Chariton Nikanorowitsch Slaworossow
Chariton Nikanorowitsch Slaworossow (Pseudonym), geboren Charyton Nykanorowytsch Semenenko, (ukrainisch Харитон Никанорович Семененко (Славоросов); * 29. Septemberjul. / 11. Oktober 1886greg. im Dorf Domaschlin, Gouvernement Tschernigow; † 1941 in Medweschjegorsk) war ein russisch-sowjetischer Pilot und Hochschullehrer.[1][2][3]
Leben
Slaworossows Vater Nikanor Danilowitsch Semenenko stammte aus einer Saporoger Kosakenfamilie. Von seinen acht Kindern überlebten nur vier. Als Fünfjähriger kam Slaworossow mit der Familie nach Odessa, wo sein Vater als Hausmeister arbeitete. Die Mutter Akulina Loginowna verfiel in Depressionen, so dass Slaworossow als ältestes Kind die Hausarbeit übernehmen musste. Er war ein ausgezeichneter Schüler in der Volksschule. Seine Hausaufgaben erledigte er auf der Straße unter einer Straßenlaterne, weil das Geld für das Petroleum für die Beleuchtung zu Hause fehlte. Er hatte das absolute Gehör und sang im Kirchenchor der Verklärungskathedrale.[4]
Nach der Volksschule absolvierte Slaworossow die Gewerbeschule und die Schule für Schiffsmaschinisten. Als Fünfzehnjähriger arbeitete er darauf als Maschinist auf einem Dampfer. Er begeisterte sich für den Radsport und wurde Mechaniker in einer Fahrradwerkstatt. Er nahm an Radrennen teil und lernte Sergei Issajewitsch Utotschkin kennen, der ihn mit Michail Nikiforowitsch Jefimow bekannt machte. Er gewann die Meisterschaft in Odessa und im Nordkaukasus. Als er im Odessaer Zirkus auftrat und an der Zylinderwand fuhr, nahm er sein Pseudonym Slaworossow an.[2]
Als Slaworossow erfuhr, dass Utotschkin und Jefimow Piloten geworden waren, fuhr Slaworossow im Herbst 1910 nach St. Petersburg zum Allrussischen Luftfahrtfest, sprach dort Jefimow an und war darauf dessen Mechaniker dort, wodurch er schnell die Flugzeugtechnik erlernte. Als dann Jefimow Leiter der Katscha-Militärhochschule für Luftfahrt und Piloten in Sewastopol wurde, empfahl er Slaworossow dem Piloten Henrik Segno, der für die gerade eröffnete Flugschule der Gesellschaft Awiata in Warschau einen Mechaniker suchte.[4] Hier reparierte Slaworossow ein abgestürztes Flugzeug und lernte heimlich das Fliegen.
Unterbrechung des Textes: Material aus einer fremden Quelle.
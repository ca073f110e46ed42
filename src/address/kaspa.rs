//! Kaspa 地址（CashAddr 变体）

use crate::address::{ensure_default_type, Address, AddressService, AddressType};
use crate::crypto::{cashaddr, EllipticCurve, PublicKey};
use crate::error::Result;

/// Schnorr 公钥（32 字节 x-only）
pub const VERSION_SCHNORR: u8 = 0x00;
/// ECDSA 公钥（33 字节压缩）
pub const VERSION_ECDSA: u8 = 0x01;
/// P2SH 脚本哈希（32 字节）
pub const VERSION_P2SH: u8 = 0x08;

pub struct KaspaAddressService {
    prefix: &'static str,
}

impl KaspaAddressService {
    pub fn new(testnet: bool) -> Self {
        Self {
            prefix: if testnet { "kaspatest" } else { "kaspa" },
        }
    }

    pub fn decode(&self, address: &str) -> Option<(u8, Vec<u8>)> {
        let (version, payload) = cashaddr::decode(address, self.prefix)?;
        let expected_len = match version {
            VERSION_SCHNORR | VERSION_P2SH => 32,
            VERSION_ECDSA => 33,
            _ => return None,
        };
        (payload.len() == expected_len).then_some((version, payload))
    }
}

impl AddressService for KaspaAddressService {
    fn make_address(&self, public_key: &PublicKey, address_type: AddressType) -> Result<Address> {
        ensure_default_type("Kaspa", address_type)?;
        public_key.require_curve(&[EllipticCurve::Secp256k1])?;
        let compressed = public_key.compressed()?;
        Ok(Address::new(
            cashaddr::encode(self.prefix, VERSION_ECDSA, &compressed),
            AddressType::Default,
            public_key.clone(),
        ))
    }

    fn validate(&self, address: &str) -> bool {
        self.decode(address).is_some()
    }
}

#[cfg(test)]
mod tests {
    use super::*;

    #[test]
    fn test_make_address() {
        let service = KaspaAddressService::new(false);
        let compressed = PublicKey::from_hex(
            "0241DCD64B5F4A039FC339A16300A833A883B218909F2EBCAF3906651C76842C45",
            EllipticCurve::Secp256k1,
        )
        .unwrap();
        let uncompressed =
            PublicKey::new(compressed.decompressed().unwrap(), EllipticCurve::Secp256k1).unwrap();
        let expected = "kaspa:qypyrhxkfd055qulcvu6zccq4qe63qajrzgf7t4u4uusveguw6zzc3grrceeuex";
        for key in [&compressed, &uncompressed] {
            assert_eq!(
                service.make_address(key, AddressType::Default).unwrap().value,
                expected
            );
        }

        let other = PublicKey::from_hex(
            "02f1d3780546da20728ea8a1f5e5e51b8438002cd7c8382aafa7ddf680e12557e4",
            EllipticCurve::Secp256k1,
        )
        .unwrap();
        assert_eq!(
            service.make_address(&other, AddressType::Default).unwrap().value,
            "kaspa:qyp0r5mcq4rd5grj3652ra09u5dcgwqq9ntuswp247nama5quyj40eq03sc2dkx"
        );
    }

    #[test]
    fn test_validate() {
        let service = KaspaAddressService::new(false);
        assert!(service.validate(
            "kaspa:qypyrhxkfd055qulcvu6zccq4qe63qajrzgf7t4u4uusveguw6zzc3grrceeuex"
        ));
        assert!(!service.validate(
            "kaspb:qyp5ez9p4q6xnh0jp5xq0ewy58nmsde5uus7vrty9w222v3zc37xwrgeqhkq7v3"
        ));
        assert!(!service.validate(
            "kaspb:qyp5ez9p4q6xnh0jp5xq0ewy58nmsde5uus7vrty9w222v3zc37xwrgeqhkq7v4"
        ));
        assert!(!KaspaAddressService::new(true).validate(
            "kaspa:qypyrhxkfd055qulcvu6zccq4qe63qajrzgf7t4u4uusveguw6zzc3grrceeuex"
        ));
    }
}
Er legte dann die Prüfung ab und erhielt den Flugschein Nr. 40.[5] Darauf wurde er 1. Pilot der Awiata und Fluglehrer. Sein Lieblingsschüler war der Dichter Wassili Wassiljewitsch Kamenski, der ihm das Gedicht Tango c Korowami (Tango mit Kühen) widmete. Als die Awiata ihre Einrichtungen in Warschau an das russische Kriegsministerium verkaufte, war Slaworossows Abschiedsgeschenk an die Warschauer sein Flug mit einer Blériot unter einer Weichselbrücke hindurch, wofür er eine hohe Geldstrafe erhielt.[2]
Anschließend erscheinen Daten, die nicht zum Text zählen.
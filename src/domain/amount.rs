//! 链上金额
//!
//! 不同链或不同类型的金额之间做运算属于编程错误，直接返回错误而不是隐式转换。

use std::fmt;

use rust_decimal::prelude::ToPrimitive;
use rust_decimal::Decimal;
use serde::{Deserialize, Serialize};

use crate::domain::Blockchain;
use crate::error::{Result, WalletError};

/// 代币
#[derive(Debug, Clone, PartialEq, Eq, Hash, Serialize, Deserialize)]
pub struct Token {
    pub name: String,
    pub symbol: String,
    pub contract_address: String,
    pub decimal_count: u32,
}

/// 金额类型
#[derive(Debug, Clone, PartialEq, Eq, Hash, Serialize, Deserialize)]
#[serde(rename_all = "snake_case")]
pub enum AmountType {
    /// 原生币
    Coin,
    Token(Token),
    /// 手续费资源（如 Koinos 的 mana）
    FeeResource(String),
    /// 账户激活保留金（XRP）
    Reserve,
}

#[derive(Debug, Clone, PartialEq, Eq, Hash, Serialize, Deserialize)]
pub struct Amount {
    pub blockchain: Blockchain,
    pub amount_type: AmountType,
    pub value: Decimal,
}

impl Amount {
    pub fn new(blockchain: Blockchain, amount_type: AmountType, value: Decimal) -> Self {
        Self {
            blockchain,
            amount_type,
            value,
        }
    }

    pub fn coin(blockchain: Blockchain, value: Decimal) -> Self {
        Self::new(blockchain, AmountType::Coin, value)
    }

    pub fn zero_coin(blockchain: Blockchain) -> Self {
        Self::coin(blockchain, Decimal::ZERO)
    }

    pub fn token(blockchain: Blockchain, token: Token, value: Decimal) -> Self {
        Self::new(blockchain, AmountType::Token(token), value)
    }

    /// 由最小单位（satoshi、wei、drops、motes）构造
    pub fn from_smallest_unit(
        blockchain: Blockchain,
        amount_type: AmountType,
        units: u128,
    ) -> Result<Self> {
        let decimals = decimals_of(&blockchain, &amount_type);
        let units = i128::try_from(units)
            .map_err(|_| WalletError::InvalidAmount(format!("{} units overflow", units)))?;
        let value = Decimal::try_from_i128_with_scale(units, decimals)
            .map_err(|e| WalletError::InvalidAmount(e.to_string()))?;
        Ok(Self::new(blockchain, amount_type, value.normalize()))
    }

    pub fn decimals(&self) -> u32 {
        decimals_of(&self.blockchain, &self.amount_type)
    }

    /// 转换为最小单位；负数或超出精度时报错
    pub fn to_smallest_unit(&self) -> Result<u128> {
        if self.value.is_sign_negative() && !self.value.is_zero() {
            return Err(WalletError::InvalidAmount(format!(
                "negative amount {}",
                self.value
            )));
        }
        let scale = 10u128
            .checked_pow(self.decimals())
            .and_then(|s| i128::try_from(s).ok())
            .ok_or_else(|| WalletError::InvalidAmount("decimal count too large".into()))?;
        let mantissa = self.value.mantissa();
        let value_scale = self.value.scale();
        // value = mantissa / 10^value_scale
        if value_scale > self.decimals() {
            let divisor = 10i128.pow(value_scale - self.decimals());
            if mantissa % divisor != 0 {
                return Err(WalletError::InvalidAmount(format!(
                    "{} has more than {} decimal places",
                    self.value,
                    self.decimals()
                )));
            }
            return u128::try_from(mantissa / divisor)
                .map_err(|_| WalletError::InvalidAmount(self.value.to_string()));
        }
        let factor = scale / 10i128.pow(value_scale);
        mantissa
            .checked_mul(factor)
            .and_then(|v| u128::try_from(v).ok())
            .ok_or_else(|| WalletError::InvalidAmount(format!("{} overflows", self.value)))
    }

    pub fn is_zero(&self) -> bool {
        self.value.is_zero()
    }

    fn ensure_compatible(&self, other: &Amount) -> Result<()> {
        if self.blockchain != other.blockchain {
            return Err(WalletError::AmountMismatch(format!(
                "{} vs {}",
                self.blockchain, other.blockchain
            )));
        }
        if self.amount_type != other.amount_type {
            return Err(WalletError::AmountMismatch(format!(
                "{:?} vs {:?}",
                self.amount_type, other.amount_type
            )));
        }
        Ok(())
    }

    pub fn checked_add(&self, other: &Amount) -> Result<Amount> {
        self.ensure_compatible(other)?;
        let value = self
            .value
            .checked_add(other.value)
            .ok_or_else(|| WalletError::InvalidAmount("addition overflow".into()))?;
        Ok(Self::new(self.blockchain, self.amount_type.clone(), value))
    }

    /// 结果允许为负，调用方据此判断余额是否足够
    pub fn checked_sub(&self, other: &Amount) -> Result<Amount> {
        self.ensure_compatible(other)?;
        let value = self
            .value
            .checked_sub(other.value)
            .ok_or_else(|| WalletError::InvalidAmount("subtraction overflow".into()))?;
        Ok(Self::new(self.blockchain, self.amount_type.clone(), value))
    }

    /// 转为 f64 仅用于展示
    pub fn to_f64_lossy(&self) -> f64 {
        self.value.to_f64().unwrap_or_default()
    }
}

fn decimals_of(blockchain: &Blockchain, amount_type: &AmountType) -> u32 {
    match amount_type {
        AmountType::Token(token) => token.decimal_count,
        _ => blockchain.decimal_count(),
    }
}

impl fmt::Display for Amount {
    fn fmt(&self, f: &mut fmt::Formatter<'_>) -> fmt::Result {
        let symbol = match &self.amount_type {
            AmountType::Token(token) => token.symbol.as_str(),
            AmountType::FeeResource(name) => name.as_str(),
            _ => self.blockchain.currency_symbol(),
        };
        write!(f, "{} {}", self.value.normalize(), symbol)
    }
}
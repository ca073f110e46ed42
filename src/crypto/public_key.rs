//! 公钥与曲线
//!
//! 公钥由外部签名器提供，构造时校验长度与曲线点结构，之后不再修改。

use k256::elliptic_curve::sec1::ToEncodedPoint;

use crate::crypto::EllipticCurve;
use crate::error::{Result, WalletError};

pub const SECP256K1_COMPRESSED_LEN: usize = 33;
pub const SECP256K1_UNCOMPRESSED_LEN: usize = 65;
pub const ED25519_KEY_LEN: usize = 32;

/// 确定性派生信息
#[derive(Debug, Clone, PartialEq, Eq, Hash)]
pub struct DerivationInfo {
    /// 派生路径，例如 m/44'/3'/0'/0/0
    pub path: String,
    /// 派生出的子公钥
    pub derived_key: Vec<u8>,
}

/// 公钥 + 曲线 + 可选派生信息
#[derive(Debug, Clone, PartialEq, Eq, Hash)]
pub struct PublicKey {
    seed_key: Vec<u8>,
    curve: EllipticCurve,
    derivation: Option<DerivationInfo>,
}

impl PublicKey {
    pub fn new(bytes: impl Into<Vec<u8>>, curve: EllipticCurve) -> Result<Self> {
        let seed_key = bytes.into();
        validate_key_bytes(&seed_key, curve)?;
        Ok(Self {
            seed_key,
            curve,
            derivation: None,
        })
    }

    pub fn from_hex(hex_key: &str, curve: EllipticCurve) -> Result<Self> {
        let bytes = hex::decode(hex_key.trim_start_matches("0x"))
            .map_err(|e| WalletError::InvalidPublicKey(format!("invalid hex: {}", e)))?;
        Self::new(bytes, curve)
    }

    /// 附加派生信息；派生子公钥必须与种子公钥同曲线
    pub fn with_derivation(mut self, path: impl Into<String>, derived_key: Vec<u8>) -> Result<Self> {
        validate_key_bytes(&derived_key, self.curve)?;
        self.derivation = Some(DerivationInfo {
            path: path.into(),
            derived_key,
        });
        Ok(self)
    }

    pub fn curve(&self) -> EllipticCurve {
        self.curve
    }

    pub fn seed_key(&self) -> &[u8] {
        &self.seed_key
    }

    pub fn derivation(&self) -> Option<&DerivationInfo> {
        self.derivation.as_ref()
    }

    /// 链上实际使用的公钥：有派生信息时为子公钥，否则为种子公钥
    pub fn blockchain_key(&self) -> &[u8] {
        match &self.derivation {
            Some(info) => &info.derived_key,
            None => &self.seed_key,
        }
    }

    /// 曲线不在要求范围内时返回声明式错误
    pub fn require_curve(&self, expected: &[EllipticCurve]) -> Result<()> {
        if expected.contains(&self.curve) {
            Ok(())
        } else {
            Err(WalletError::CurveMismatch {
                expected: expected.to_vec(),
                actual: self.curve,
            })
        }
    }

    pub fn is_compressed(&self) -> bool {
        self.curve == EllipticCurve::Secp256k1
            && self.blockchain_key().len() == SECP256K1_COMPRESSED_LEN
    }

    /// 33 字节压缩格式（仅 secp256k1）
    pub fn compressed(&self) -> Result<Vec<u8>> {
        self.sec1_point(true)
    }

    /// 65 字节非压缩格式（仅 secp256k1）
    pub fn decompressed(&self) -> Result<Vec<u8>> {
        self.sec1_point(false)
    }

    fn sec1_point(&self, compress: bool) -> Result<Vec<u8>> {
        if self.curve != EllipticCurve::Secp256k1 {
            return Err(WalletError::UnsupportedCurveOperation {
                curve: self.curve,
                operation: if compress { "compress" } else { "decompress" },
            });
        }
        let point = k256::PublicKey::from_sec1_bytes(self.blockchain_key())
            .map_err(|e| WalletError::InvalidPublicKey(e.to_string()))?;
        Ok(point.to_encoded_point(compress).as_bytes().to_vec())
    }
}

fn validate_key_bytes(bytes: &[u8], curve: EllipticCurve) -> Result<()> {
    match curve {
        EllipticCurve::Secp256k1 => {
            let well_formed = matches!(
                (bytes.len(), bytes.first()),
                (SECP256K1_COMPRESSED_LEN, Some(0x02 | 0x03))
                    | (SECP256K1_UNCOMPRESSED_LEN, Some(0x04))
            );
            if !well_formed {
                return Err(WalletError::InvalidPublicKey(format!(
                    "secp256k1 key must be 33 or 65 bytes SEC1, got {} bytes",
                    bytes.len()
                )));
            }
            k256::PublicKey::from_sec1_bytes(bytes)
                .map(|_| ())
                .map_err(|_| WalletError::InvalidPublicKey("point is not on secp256k1".into()))
        }
        EllipticCurve::Ed25519 | EllipticCurve::Ed25519Slip0010 => {
            let raw: [u8; ED25519_KEY_LEN] = bytes.try_into().map_err(|_| {
                WalletError::InvalidPublicKey(format!(
                    "ed25519 key must be 32 bytes, got {}",
                    bytes.len()
                ))
            })?;
            ed25519_dalek::VerifyingKey::from_bytes(&raw)
                .map(|_| ())
                .map_err(|_| WalletError::InvalidPublicKey("point is not on ed25519".into()))
        }
    }
}

#[cfg(test)]
mod tests {
    use super::*;

    const SECP_COMPRESSED: &str =
        "0241DCD64B5F4A039FC339A16300A833A883B218909F2EBCAF3906651C76842C45";
    const SECP_UNCOMPRESSED: &str = "0441DCD64B5F4A039FC339A16300A833A883B218909F2EBCAF3906651C76842C45E3D67E8D2947E6FEE8B62D3D3B6A4D5F212DA23E478DD69A2C6CCC851F300D80";
    const ED_KEY: &str = "9FE5BB2CC7D83C1DA10845AFD8A34B141FD8FD72500B95B1547E12B9BB8AAC3D";

    #[test]
    fn test_compress_decompress() {
        let compressed = PublicKey::from_hex(SECP_COMPRESSED, EllipticCurve::Secp256k1).unwrap();
        let uncompressed =
            PublicKey::from_hex(SECP_UNCOMPRESSED, EllipticCurve::Secp256k1).unwrap();

        assert!(compressed.is_compressed());
        assert!(!uncompressed.is_compressed());
        assert_eq!(
            hex::encode_upper(compressed.decompressed().unwrap()),
            SECP_UNCOMPRESSED
        );
        assert_eq!(
            hex::encode_upper(uncompressed.compressed().unwrap()),
            SECP_COMPRESSED
        );
    }

    #[test]
    fn test_rejects_bad_lengths_and_points() {
        assert!(PublicKey::new(vec![0x02; 32], EllipticCurve::Secp256k1).is_err());
        assert!(PublicKey::new(vec![0x05; 33], EllipticCurve::Secp256k1).is_err());
        // x = 0 不在曲线上
        let mut off_curve = vec![0x02];
        off_curve.extend_from_slice(&[0u8; 32]);
        assert!(PublicKey::new(off_curve, EllipticCurve::Secp256k1).is_err());
        assert!(PublicKey::new(vec![0u8; 31], EllipticCurve::Ed25519).is_err());
    }

    #[test]
    fn test_edwards_key_has_no_sec1_forms() {
        let key = PublicKey::from_hex(ED_KEY, EllipticCurve::Ed25519).unwrap();
        assert!(matches!(
            key.compressed(),
            Err(WalletError::UnsupportedCurveOperation { .. })
        ));
        assert!(key.require_curve(&[EllipticCurve::Secp256k1]).is_err());
        assert!(key
            .require_curve(&[EllipticCurve::Ed25519, EllipticCurve::Ed25519Slip0010])
            .is_ok());
    }

    #[test]
    fn test_derivation_overrides_blockchain_key() {
        let seed = PublicKey::from_hex(SECP_UNCOMPRESSED, EllipticCurve::Secp256k1).unwrap();
        let child = hex::decode(SECP_COMPRESSED).unwrap();
        let key = seed.with_derivation("m/44'/0'/0'/0/0", child.clone()).unwrap();
        assert_eq!(key.blockchain_key(), child.as_slice());
        assert_eq!(key.derivation().unwrap().path, "m/44'/0'/0'/0/0");
    }
}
1912 errang Slaworossow bei den Wiener Flugwettbewerben auf dem Flugplatz Wiener Neustadt den 3. Platz. Im Sommer und Herbst 1912 führte er dann Flugschauen in Karlsbad, Marienbad,[6] Franzensbad, Prag, Sankt Jakobi, Meran, Bozen, Brixen und weiteren Orten Österreich-Ungarns durch. Am bedeutendsten waren seine Flüge Karlsbad-Marienbad-Franzensbad und Mailand-Turin.[1] In Sankt Veith begeisterten seine Flüge den jungen Robert Ljudwigowitsch Bartini, Adoptivsohn des Vizegouverneurs von Sankt Veith Baron Lodovico Oros di Bartini, für die Luftfahrt.[7]
Bei einer Flugschau in Vizzola Ticino im Januar 1913 wollte Slaworossow von der Firma Caproni einen Propeller für seine Blériot kaufen, worauf Giovanni Battista Caproni ihn einlud, bei ihm als Testpilot zu arbeiten. Am 23. Januar stellte Slaworossow mehrere Geschwindigkeitsweltrekorde auf. Nach einer Idee der Gazzetta dello Sport folgte am 26. Februar 1913 der Flug Vizzola-Mailand-Genua-Pisa-Rom mit einer Caproni Ca.16.[1] Vom Aero Club d’Italia erhielt er die Grande Medaglia d'Oro. Er lud Pjotr Nikolajewitsch Nesterow ein, mit ihm Flüge in europäischen Hauptstädten zu veranstalten, was Nesterow wegen seines Vertrages als Militärpilot ablehnte. Slaworossow wohnte in Vizzola neben dem Caproni-Werk und der Flugschule, in der die erste italienische Pilotin Rosina Ferrario gerade ihre Ausbildung abgeschlossen hatte. Im April 1913 führte Capitano Alberto Felice Marenghi-Marenco auf dem Flugplatz Turin-Mirafiori einen internationalen Militärflugwettbewerb durch, um die neuen italienischen Flugzeuge vorzustellen. Am 19. April führte Slaworossow die Flugzeuge der Firma Caproni vor. Nachdem er 7 von 10 Runden gewonnen hatte, verunglückte er bei der Landung nach der 8. Runde, wobei die Maschine in Flammen aufging. Zur Hilfe eilte allein Marenghi-Marenco, der Slaworossow aus den brennenden Trümmern zog. Für den mitgeflogenen Flugschüler Francesco Galo kam die Hilfe zu spät. Nach einer sechsmonatigen Krankenhausbehandlung kehrte Slaworossow in die Luftfahrt zurück.[2]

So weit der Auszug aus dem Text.